Few of us would be in this business today if it weren’t for cooperation and compensation. We have all benefited mightily.

Managing one of the largest MLSs (multiple listing services) in the country gave me invaluable experience. Stepping away gave me perspective. As I unpack all I have learned from many years in this business, I am reminded repeatedly that the world around us has changed and is changing dramatically.

Technology has given consumers confidence, agents independence and our industry the shudders. People with ideas and checkbooks are changing the game. They’re rewriting the rules.

New companies are using a combination of money, technology and data to deliver consumers an experience that is efficient, certain and convenient. And the clash between old and new is creating tribalism amongst players vying for the top of the heap. Not surprisingly, the MLS finds itself squarely in the middle.

As these new models and platforms become viable, broker and agent reliance and loyalty toward MLS will inevitably wane. As posited in the well-written MLS 2022 Agenda, “If there is a choice (and there will be), will they choose us?”

What we are witnessing is much more than different weather patterns, more than a few rogue waves. Don’t kid yourself. These changes aren’t just a stretch of bumpy road; we are off the highway and headed for the ditch. Indeed, we are in the midst of a seismic shift. And yet we continue to support systems that fail to recognize the intersection of consumer preferences and innovation. As a result, our once tidy industry faces challenges as never before. It’s called evolution.

It’s hard to imagine breaking up a system that has served the industry for so long and so well. Indeed, we are lulled into complacency because we cannot envision a viable alternative to what we have in place today.

Despite repeated calls for the MLS to evolve, we all agree that advances have been too slow — so slow in fact that some argue it’s akin to coming home and realizing you forgot to set your crockpot to actually cook a meal.

Traditional brands, legacy technology providers, people whose behaviors and practices are all moored in the past are attempting to reset their navigation. But it isn’t easy! Tenure combined with market share is incredibly stubborn. And cannibalizing one’s base makes change even tougher.

Our MLS delivery systems remain moored in the early 2000s. We rely too heavily on dated technology, third parties, strained coffers and fossilized thinking. Not surprisingly, our soft underbelly is exposed for all to see.

“MLS connects the most significant amount of properties to the largest number of competitors. That is pro-consumer!” – Brian Boero, 1000WATT

Of course, it’s easy to get consumed by all of it and descend into a form of real estate delirium, where we suffer from disorientation and intermittent confusion. In turn, we console ourselves with well-intentioned but misguided beliefs that we can create something new by delivering more of the same.

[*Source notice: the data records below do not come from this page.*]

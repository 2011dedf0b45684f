//! Async retry executor.

use std::fmt::Display;
use std::future::Future;

use tokio_util::sync::CancellationToken;
use tracing::{debug, warn};

use super::error::RetryError;
use super::policy::RetryPolicy;

/// Runs async operations under a [`RetryPolicy`].
///
/// The executor holds no shared mutable state. Clones are independent and
/// any number of them may run concurrently.
#[derive(Debug, Clone, Default)]
pub struct RetryExecutor {
    policy: RetryPolicy,
    cancel: Option<CancellationToken>,
}

impl RetryExecutor {
    /// Creates an executor for the given policy.
    #[must_use]
    pub fn new(policy: RetryPolicy) -> Self {
        Self {
            policy,
            cancel: None,
        }
    }

    /// Observes `token` before each attempt, during each attempt, and during
    /// each backoff sleep.
    #[must_use]
    pub fn with_cancellation(mut self, token: CancellationToken) -> Self {
        self.cancel = Some(token);
        self
    }

    /// Returns the cancellation token, if one is attached.
    #[must_use]
    pub const fn cancellation(&self) -> Option<&CancellationToken> {
        self.cancel.as_ref()
    }

    /// Returns the policy in use.
    #[must_use]
    pub const fn policy(&self) -> &RetryPolicy {
        &self.policy
    }

    /// Executes `f`, retrying every failure until the attempt budget is spent.
    pub async fn execute<F, Fut, T, E>(&self, operation_name: &str, f: F) -> Result<T, RetryError<E>>
    where
        F: FnMut() -> Fut,
        Fut: Future<Output = Result<T, E>>,
        E: Display,
    {
        self.execute_while(operation_name, |_| true, f).await
    }

    /// Executes `f`, retrying failures for which `should_retry` returns `true`.
    ///
    /// An error rejected by `should_retry` is returned at once as
    /// [`RetryError::Rejected`].
    pub async fn execute_while<F, Fut, T, E, P>(
        &self,
        operation_name: &str,
        should_retry: P,
        mut f: F,
    ) -> Result<T, RetryError<E>>
    where
        F: FnMut() -> Fut,
        Fut: Future<Output = Result<T, E>>,
        E: Display,
        P: Fn(&E) -> bool,
    {
        let max_attempts = self.policy.max_attempts;
        let mut attempt: u32 = 0;

        loop {
            if self.is_cancelled() {
                return Err(RetryError::Cancelled { attempts: attempt });
            }
            attempt += 1;

            let outcome = match &self.cancel {
                Some(token) => tokio::select! {
                    biased;
                    () = token.cancelled() => {
                        return Err(RetryError::Cancelled { attempts: attempt - 1 });
                    }
                    outcome = f() => outcome,
                },
                None => f().await,
            };

            let error = match outcome {
                Ok(value) => {
                    if attempt > 1 {
                        debug!(
                            operation = operation_name,
                            attempt, "Operation succeeded after retries"
                        );
                    }
                    return Ok(value);
                }
                Err(error) => error,
            };

            if !should_retry(&error) {
                debug!(
                    operation = operation_name,
                    attempt,
                    error = %error,
                    "Error classified as permanent, not retrying"
                );
                return Err(RetryError::Rejected { error, attempt });
            }

            if attempt >= max_attempts {
                warn!(
                    operation = operation_name,
                    attempts = attempt,
                    error = %error,
                    "Max retries exceeded"
                );
                return Err(RetryError::Exhausted {
                    last_error: error,
                    attempts: attempt,
                    max_attempts,
                });
            }

            let delay = self.policy.delay_with_jitter(attempt, &mut rand::rng());
            debug!(
                operation = operation_name,
                attempt,
                max_attempts,
                delay_ms = u64::try_from(delay.as_millis()).unwrap_or(u64::MAX),
                error = %error,
                "Attempt failed, retrying"
            );

            match &self.cancel {
                Some(token) => tokio::select! {
                    biased;
                    () = token.cancelled() => {
                        return Err(RetryError::Cancelled { attempts: attempt });
                    }
                    () = tokio::time::sleep(delay) => {}
                },
                None => tokio::time::sleep(delay).await,
            }
        }
    }

    fn is_cancelled(&self) -> bool {
        self.cancel
            .as_ref()
            .is_some_and(CancellationToken::is_cancelled)
    }
}

#[cfg(test)]
mod tests {
    use super::*;
    use std::sync::Arc;
    use std::sync::atomic::{AtomicU32, Ordering};
    use std::time::Duration;

    fn fast_policy(max_attempts: u32) -> RetryPolicy {
        RetryPolicy::new(max_attempts, Duration::ZERO, Duration::ZERO, 2)
    }

    #[tokio::test]
    async fn test_execute_succeeds_first_try() {
        let executor = RetryExecutor::new(fast_policy(3));
        let result = executor
            .execute("test_op", || async { Ok::<_, String>(42) })
            .await;
        assert_eq!(result.unwrap(), 42);
    }

    #[tokio::test]
    async fn test_execute_succeeds_after_retries() {
        let executor = RetryExecutor::new(fast_policy(5));
        let counter = Arc::new(AtomicU32::new(0));
        let counter_clone = counter.clone();

        let result = executor
            .execute("test_op", move || {
                let counter = counter_clone.clone();
                async move {
                    let attempt = counter.fetch_add(1, Ordering::SeqCst);
                    if attempt < 2 {
                        Err("connection reset".to_string())
                    } else {
                        Ok(99)
                    }
                }
            })
            .await;

        assert_eq!(result.unwrap(), 99);
        assert_eq!(counter.load(Ordering::SeqCst), 3);
    }

    #[tokio::test]
    async fn test_execute_exhausts_after_max_attempts() {
        let executor = RetryExecutor::new(fast_policy(4));
        let counter = Arc::new(AtomicU32::new(0));
        let counter_clone = counter.clone();

        let result: Result<(), _> = executor
            .execute("test_op", move || {
                let counter = counter_clone.clone();
                async move {
                    let n = counter.fetch_add(1, Ordering::SeqCst) + 1;
                    Err(format!("failure {n}"))
                }
            })
            .await;

        match result {
            Err(RetryError::Exhausted {
                last_error,
                attempts,
                max_attempts,
            }) => {
                assert_eq!(attempts, 4);
                assert_eq!(max_attempts, 4);
                assert_eq!(last_error, "failure 4");
            }
            other => panic!("Expected Exhausted, got: {other:?}"),
        }
        assert_eq!(counter.load(Ordering::SeqCst), 4);
    }

    #[tokio::test]
    async fn test_single_attempt_policy() {
        let executor = RetryExecutor::new(RetryPolicy::no_retry());
        let result: Result<(), _> = executor
            .execute("test_op", || async { Err("boom".to_string()) })
            .await;
        assert!(matches!(
            result,
            Err(RetryError::Exhausted { attempts: 1, max_attempts: 1, .. })
        ));
    }

    #[tokio::test]
    async fn test_execute_while_rejects_permanent_error() {
        let executor = RetryExecutor::new(fast_policy(5));
        let counter = Arc::new(AtomicU32::new(0));
        let counter_clone = counter.clone();

        let result: Result<(), _> = executor
            .execute_while(
                "test_op",
                |e: &String| e != "permanent",
                move || {
                    let counter = counter_clone.clone();
                    async move {
                        counter.fetch_add(1, Ordering::SeqCst);
                        Err("permanent".to_string())
                    }
                },
            )
            .await;

        assert!(matches!(result, Err(RetryError::Rejected { attempt: 1, .. })));
        assert_eq!(counter.load(Ordering::SeqCst), 1);
    }

    #[tokio::test(start_paused = true)]
    async fn test_backoff_sleeps_between_attempts() {
        let policy = RetryPolicy::new(3, Duration::from_secs(1), Duration::from_secs(30), 2);
        let executor = RetryExecutor::new(policy);
        let started = tokio::time::Instant::now();

        let result: Result<(), _> = executor
            .execute("test_op", || async { Err("timeout".to_string()) })
            .await;

        assert!(matches!(result, Err(RetryError::Exhausted { attempts: 3, .. })));
        // 1s + 2s of backoff, each with up to 10% jitter
        let elapsed = started.elapsed();
        assert!(elapsed >= Duration::from_secs(3));
        assert!(elapsed < Duration::from_millis(3300));
    }

    #[tokio::test]
    async fn test_cancelled_before_first_attempt() {
        let token = CancellationToken::new();
        token.cancel();
        let executor = RetryExecutor::new(fast_policy(3)).with_cancellation(token);
        let counter = Arc::new(AtomicU32::new(0));
        let counter_clone = counter.clone();

        let result: Result<(), RetryError<String>> = executor
            .execute("test_op", move || {
                let counter = counter_clone.clone();
                async move {
                    counter.fetch_add(1, Ordering::SeqCst);
                    Ok(())
                }
            })
            .await;

        assert!(matches!(result, Err(RetryError::Cancelled { attempts: 0 })));
        assert_eq!(counter.load(Ordering::SeqCst), 0);
    }

    #[tokio::test(start_paused = true)]
    async fn test_cancelled_during_backoff() {
        let token = CancellationToken::new();
        let policy = RetryPolicy::new(5, Duration::from_secs(60), Duration::from_secs(60), 2);
        let executor = RetryExecutor::new(policy).with_cancellation(token.clone());

        let canceller = tokio::spawn(async move {
            tokio::time::sleep(Duration::from_secs(5)).await;
            token.cancel();
        });

        let result: Result<(), _> = executor
            .execute("test_op", || async { Err("503".to_string()) })
            .await;

        canceller.await.unwrap();
        assert!(matches!(result, Err(RetryError::Cancelled { attempts: 1 })));
    }

    #[tokio::test(start_paused = true)]
    async fn test_cancelled_during_attempt() {
        let token = CancellationToken::new();
        let executor = RetryExecutor::new(fast_policy(3)).with_cancellation(token.clone());
        let counter = Arc::new(AtomicU32::new(0));
        let counter_clone = counter.clone();

        let canceller = tokio::spawn(async move {
            tokio::time::sleep(Duration::from_secs(5)).await;
            token.cancel();
        });

        let result: Result<(), RetryError<String>> = executor
            .execute("test_op", move || {
                let counter = counter_clone.clone();
                async move {
                    counter.fetch_add(1, Ordering::SeqCst);
                    std::future::pending::<Result<(), String>>().await
                }
            })
            .await;

        canceller.await.unwrap();
        assert!(matches!(result, Err(RetryError::Cancelled { attempts: 0 })));
        assert_eq!(counter.load(Ordering::SeqCst), 1);
    }

    #[test]
    fn test_into_inner_and_attempts() {
        let exhausted: RetryError<&str> = RetryError::Exhausted {
            last_error: "last",
            attempts: 5,
            max_attempts: 5,
        };
        assert_eq!(exhausted.attempts(), 5);
        assert_eq!(exhausted.into_inner(), Some("last"));

        let cancelled: RetryError<&str> = RetryError::Cancelled { attempts: 2 };
        assert_eq!(cancelled.attempts(), 2);
        assert_eq!(cancelled.into_inner(), None);
    }
}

We must get beyond the perpetual fidget-spinning that surrounds MLS. No more empty calories. No more modest, well-intentioned, but half-baked efforts to move the needle. The time for trying to strike a balance between patience and urgency is long past. It’s our channel to lose.

This is our motivation for weighing in on what MLSs must do going forward. What if we could overcome these challenges by adopting a new mindset? What if the barrier to continued relevance is will power, not money? What if the future we envision is possible? Could it be that simple?

In this article, we’ll lay out our plan starting with the challenges and opportunities and moving on to the strategy and goals broken down into digestible increments.

Imagine yourself in 2022. Where will you be? Where will your MLS be? More importantly, where will your customer be?

And what is it you tell them you have been doing these past three years to ensure their success? Don’t let the pace of change distract you. Don’t rely solely on what has gotten you thus far from seizing this seminal moment! Adam Smith, Scottish philosopher and the father of economics was right: “Competition spurs growth and innovation.”

So now the MLS must undoubtedly prepare to compete. As the Council of Multiple Listing Services (CMLS) smartly advises, “MLSs must forge a new path forward.” The question for us: Will we?

The challenge and the opportunity

The local MLS, the local exchange, where brokers gathered to tell each other about houses that were for sale and to promise to compensate anyone who brought them a ready, willing and able buyer, predates the Realtor movement.

At the heart of the MLS — and therefore, the American real estate system — there has always been a social contract that is unique in business history: The unilateral offer of cooperation and compensation. That contract is under attack today, both from within the real estate industry and from without.

We believe there are four major threats to the MLS today:

  1. Brokerages pursuing systematic exclusive inventory strategies
  2. Rise of institutional real estate (iBuyer/market maker)
  3. The commission lawsuits
  4. Government regulation

The consequence of failing to deal with these threats is simple: Residential real estate will look like commercial real estate.

Commercial real estate famously does not rely on the MLS, and there is no unilateral offer of cooperation and compensation. The norm in commercial real estate is for all prime properties and prime leases to be treated as pocket listings and kept within a small circle of brokerage firms. The only time a property or a lease vacancy hits the open market is when there’s some kind of a problem.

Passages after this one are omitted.